The New York Times:
When Vinnie Richichi started watching the Pittsburgh Steelers’ home opener against the Tennessee Titans last Sunday, he was feeling great. After all, the Steelers had won their first home game six years in a row.
Then things indeed went south.
“The worse they looked, the more I kept going to the fridge,” recalled Mr. Richichi, a co-host of a sports talk show on KDKA-FM in Pittsburgh. “First a couple of Hot Pockets. By the second quarter I threw in a box of White Castle hamburgers. As the game progressed, I just went through the refrigerator: the more fear, the more emotion, I’m chomping down. But I’m not going near the salad or the yogurt. If it doesn’t have 700 calories, I’m going right past it.”
“If you’re a fan, you say, ‘We lost, I lost,” said Pierre Chandon, a co-author of the study and a marketing professor at INSEAD, a Paris-based business school. “When people feel their identity is threatened, they compensate by eating indulgent food. It’s more difficult to resist temptation. No one ate broccoli after a defeat.”

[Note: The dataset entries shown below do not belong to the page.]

//! Simulated devices
//!
//! Stand-ins for the OS collaborators, used by the test suite and by the
//! binary when it is built without the `native` feature.
//!
//! # Devices
//!
//! - [`MockScreenGrabber`] - Fixed monitor layout, generates solid frames,
//!   can be told to fail after N grabs
//! - [`MemoryVideoSinkFactory`] - Keeps per-file frame counts in memory,
//!   can be told to fail writes after N frames
//! - [`ScriptedInputListener`] - Replays a list of timed [`RawInput`]s into
//!   the session sink from its own thread
//! - [`RecordingInjector`] - Records every injection call with its time
//!
//! # Example
//!
//! ```ignore
//! use replaykit_rs::backend::mock_devices::{RecordingInjector, InjectorCall};
//!
//! let mut injector = RecordingInjector::new(1920, 1080);
//! engine.replay(&mut injector, &log);
//! assert_eq!(injector.calls()[0].call, InjectorCall::MoveTo { x: 100, y: 100 });
//! ```

use std::collections::HashMap;
use std::path::{Path, PathBuf};
use std::sync::atomic::{AtomicBool, AtomicUsize, Ordering};
use std::sync::{Arc, Mutex};
use std::thread::JoinHandle;
use std::time::{Duration, Instant};

use crate::error::{ReplayKitError, Result};
use crate::session::InputSink;

use super::device_trait::{
    CaptureTarget, Frame, InputInjector, InputListener, MonitorInfo, RawInput, ScreenGrabber,
    VideoSink, VideoSinkFactory,
};

// ==================== Screen Grabber ====================

/// Screen grabber with a fixed monitor layout
#[derive(Debug, Clone)]
pub struct MockScreenGrabber {
    monitors: Vec<MonitorInfo>,
    fail_after: Option<usize>,
    grabs: Arc<AtomicUsize>,
}

impl MockScreenGrabber {
    pub fn new(monitors: Vec<MonitorInfo>) -> Self {
        Self {
            monitors,
            fail_after: None,
            grabs: Arc::new(AtomicUsize::new(0)),
        }
    }

    /// A single 1920x1080 display
    pub fn single_hd() -> Self {
        Self::new(vec![MonitorInfo::new(0, 0, 1920, 1080)])
    }

    /// Fail every grab after the first `n`
    pub fn failing_after(mut self, n: usize) -> Self {
        self.fail_after = Some(n);
        self
    }

    /// Number of grabs performed so far (shared between clones)
    pub fn grab_count(&self) -> usize {
        self.grabs.load(Ordering::SeqCst)
    }
}

impl ScreenGrabber for MockScreenGrabber {
    fn monitors(&mut self) -> Result<Vec<MonitorInfo>> {
        Ok(self.monitors.clone())
    }

    fn grab(&mut self, target: &CaptureTarget) -> Result<Frame> {
        let n = self.grabs.fetch_add(1, Ordering::SeqCst);
        if self.fail_after.is_some_and(|limit| n >= limit) {
            return Err(ReplayKitError::Capture(format!(
                "simulated grab failure on grab {}",
                n + 1
            )));
        }

        let (width, height) = self.target_size(target)?;
        let shade = (n % 256) as u8;
        Ok(Frame::filled(width, height, [shade, shade, shade, 255]))
    }
}

// ==================== Video Sink ====================

/// What a [`MemoryVideoSinkFactory`] knows about one opened file
#[derive(Debug, Clone, PartialEq, Eq)]
pub struct MemoryVideo {
    pub fps: u32,
    pub width: u32,
    pub height: u32,
    pub frames: u64,
    pub finished: bool,
}

/// Video sink factory that keeps frame counts in memory
#[derive(Debug, Clone, Default)]
pub struct MemoryVideoSinkFactory {
    videos: Arc<Mutex<HashMap<PathBuf, MemoryVideo>>>,
    fail_after: Option<u64>,
    touch_files: bool,
    extension: Option<String>,
}

impl MemoryVideoSinkFactory {
    pub fn new() -> Self {
        Self::default()
    }

    /// Fail writes after the first `n` frames
    pub fn failing_after(mut self, n: u64) -> Self {
        self.fail_after = Some(n);
        self
    }

    /// Also create an empty file at each opened path
    pub fn touching_files(mut self) -> Self {
        self.touch_files = true;
        self
    }

    /// File extension reported to sessions (default `avi`)
    pub fn with_extension(mut self, extension: impl Into<String>) -> Self {
        self.extension = Some(extension.into());
        self
    }

    pub fn video(&self, path: &Path) -> Option<MemoryVideo> {
        self.lock().get(path).cloned()
    }

    fn lock(&self) -> std::sync::MutexGuard<'_, HashMap<PathBuf, MemoryVideo>> {
        self.videos.lock().unwrap_or_else(|poisoned| poisoned.into_inner())
    }
}

impl VideoSinkFactory for MemoryVideoSinkFactory {
    fn extension(&self) -> &str {
        self.extension.as_deref().unwrap_or("avi")
    }

    fn open(&self, path: &Path, fps: u32, width: u32, height: u32) -> Result<Box<dyn VideoSink>> {
        if self.touch_files {
            std::fs::write(path, b"")?;
        }
        self.lock().insert(
            path.to_path_buf(),
            MemoryVideo {
                fps,
                width,
                height,
                frames: 0,
                finished: false,
            },
        );
        Ok(Box::new(MemoryVideoSink {
            path: path.to_path_buf(),
            factory: self.clone(),
        }))
    }
}

struct MemoryVideoSink {
    path: PathBuf,
    factory: MemoryVideoSinkFactory,
}

impl VideoSink for MemoryVideoSink {
    fn write_frame(&mut self, frame: &Frame) -> Result<()> {
        let mut videos = self.factory.lock();
        let video = videos
            .get_mut(&self.path)
            .ok_or_else(|| ReplayKitError::VideoSink("video not open".to_string()))?;
        if video.finished {
            return Err(ReplayKitError::VideoSink("video already finished".to_string()));
        }
        if self.factory.fail_after.is_some_and(|limit| video.frames >= limit) {
            return Err(ReplayKitError::VideoSink(format!(
                "simulated write failure after {} frames",
                video.frames
            )));
        }
        if frame.width != video.width || frame.height != video.height {
            return Err(ReplayKitError::VideoSink(format!(
                "frame {}x{} does not match video {}x{}",
                frame.width, frame.height, video.width, video.height
            )));
        }
        video.frames += 1;
        Ok(())
    }

    fn finish(self: Box<Self>) -> Result<()> {
        if let Some(video) = self.factory.lock().get_mut(&self.path) {
            video.finished = true;
        }
        Ok(())
    }
}

// ==================== Input Listener ====================

/// Listener that plays a fixed script of inputs into the session
///
/// Each entry is delivered `delay` after the previous one, from the
/// listener's own thread, mimicking an OS hook callback context.
pub struct ScriptedInputListener {
    name: String,
    script: Vec<(Duration, RawInput)>,
    running: Arc<AtomicBool>,
    delivered: Arc<AtomicUsize>,
    handle: Option<JoinHandle<()>>,
}

impl ScriptedInputListener {
    pub fn new(name: impl Into<String>, script: Vec<(Duration, RawInput)>) -> Self {
        Self {
            name: name.into(),
            script,
            running: Arc::new(AtomicBool::new(false)),
            delivered: Arc::new(AtomicUsize::new(0)),
            handle: None,
        }
    }

    /// A listener that never produces input
    pub fn idle(name: impl Into<String>) -> Self {
        Self::new(name, Vec::new())
    }

    /// Counter of delivered inputs, readable after the listener is moved
    pub fn delivered_counter(&self) -> Arc<AtomicUsize> {
        self.delivered.clone()
    }
}

impl InputListener for ScriptedInputListener {
    fn name(&self) -> &str {
        &self.name
    }

    fn start(&mut self, sink: InputSink) -> Result<()> {
        if self.handle.is_some() {
            return Err(ReplayKitError::Listener(format!(
                "{} already started",
                self.name
            )));
        }

        self.running.store(true, Ordering::SeqCst);
        let running = self.running.clone();
        let delivered = self.delivered.clone();
        let script = std::mem::take(&mut self.script);

        let handle = std::thread::Builder::new()
            .name(format!("listener-{}", self.name))
            .spawn(move || {
                for (delay, input) in script {
                    let deadline = Instant::now() + delay;
                    while Instant::now() < deadline {
                        if !running.load(Ordering::SeqCst) {
                            return;
                        }
                        std::thread::sleep(Duration::from_millis(1));
                    }
                    if !running.load(Ordering::SeqCst) {
                        return;
                    }
                    sink.emit(input);
                    delivered.fetch_add(1, Ordering::SeqCst);
                }
            })
            .map_err(|e| ReplayKitError::Listener(e.to_string()))?;

        self.handle = Some(handle);
        Ok(())
    }

    fn stop(&mut self) {
        self.running.store(false, Ordering::SeqCst);
        if let Some(handle) = self.handle.take() {
            let _ = handle.join();
        }
    }
}

// ==================== Injector ====================

/// One call made on a [`RecordingInjector`]
#[derive(Debug, Clone, PartialEq, Eq)]
pub enum InjectorCall {
    MoveTo { x: i32, y: i32 },
    KeyDown(String),
    KeyUp(String),
    MouseDown { x: i32, y: i32, button: String },
    MouseUp { x: i32, y: i32, button: String },
    Scroll { dx: i32, dy: i32, x: i32, y: i32 },
}

/// An injector call and when it happened
#[derive(Debug, Clone)]
pub struct TimedCall {
    pub at: Instant,
    pub call: InjectorCall,
}

/// Injector that records calls instead of touching the OS
#[derive(Debug, Clone)]
pub struct RecordingInjector {
    screen: (u32, u32),
    calls: Arc<Mutex<Vec<TimedCall>>>,
    fail_on: Vec<usize>,
    attempts: usize,
}

impl RecordingInjector {
    pub fn new(width: u32, height: u32) -> Self {
        Self {
            screen: (width, height),
            calls: Arc::new(Mutex::new(Vec::new())),
            fail_on: Vec::new(),
            attempts: 0,
        }
    }

    /// Fail the n-th (0-based) injection attempt
    pub fn failing_on(mut self, attempt: usize) -> Self {
        self.fail_on.push(attempt);
        self
    }

    pub fn calls(&self) -> Vec<TimedCall> {
        self.calls
            .lock()
            .map(|c| c.clone())
            .unwrap_or_default()
    }

    /// Calls without timing
    pub fn call_list(&self) -> Vec<InjectorCall> {
        self.calls().into_iter().map(|c| c.call).collect()
    }

    fn record(&mut self, call: InjectorCall) -> Result<()> {
        let attempt = self.attempts;
        self.attempts += 1;
        if self.fail_on.contains(&attempt) {
            return Err(ReplayKitError::Injection(format!(
                "simulated failure on {:?}",
                call
            )));
        }
        if let Ok(mut calls) = self.calls.lock() {
            calls.push(TimedCall {
                at: Instant::now(),
                call,
            });
        }
        Ok(())
    }
}

impl InputInjector for RecordingInjector {
    fn screen_size(&mut self) -> Result<(u32, u32)> {
        Ok(self.screen)
    }

    fn move_to(&mut self, x: i32, y: i32) -> Result<()> {
        self.record(InjectorCall::MoveTo { x, y })
    }

    fn key_down(&mut self, key: &str) -> Result<()> {
        self.record(InjectorCall::KeyDown(key.to_string()))
    }

    fn key_up(&mut self, key: &str) -> Result<()> {
        self.record(InjectorCall::KeyUp(key.to_string()))
    }

    fn mouse_down(&mut self, x: i32, y: i32, button: &str) -> Result<()> {
        self.record(InjectorCall::MouseDown {
            x,
            y,
            button: button.to_string(),
        })
    }

    fn mouse_up(&mut self, x: i32, y: i32, button: &str) -> Result<()> {
        self.record(InjectorCall::MouseUp {
            x,
            y,
            button: button.to_string(),
        })
    }

    fn scroll(&mut self, dx: i32, dy: i32, x: i32, y: i32) -> Result<()> {
        self.record(InjectorCall::Scroll { dx, dy, x, y })
    }
}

Using the National Eating Trends database from the NPD Group, a market research firm, researchers extracted 14-day food diaries kept during two regular N.F.L. seasons, in 2004 and 2005, zeroing in on Sundays, Mondays and Tuesdays. Altogether, they looked at 726 individuals over 3,151 consumption days, including fans from cities whose teams won and lost. Those whose team didn’t play those Sundays or who were from a city without a team served as controls.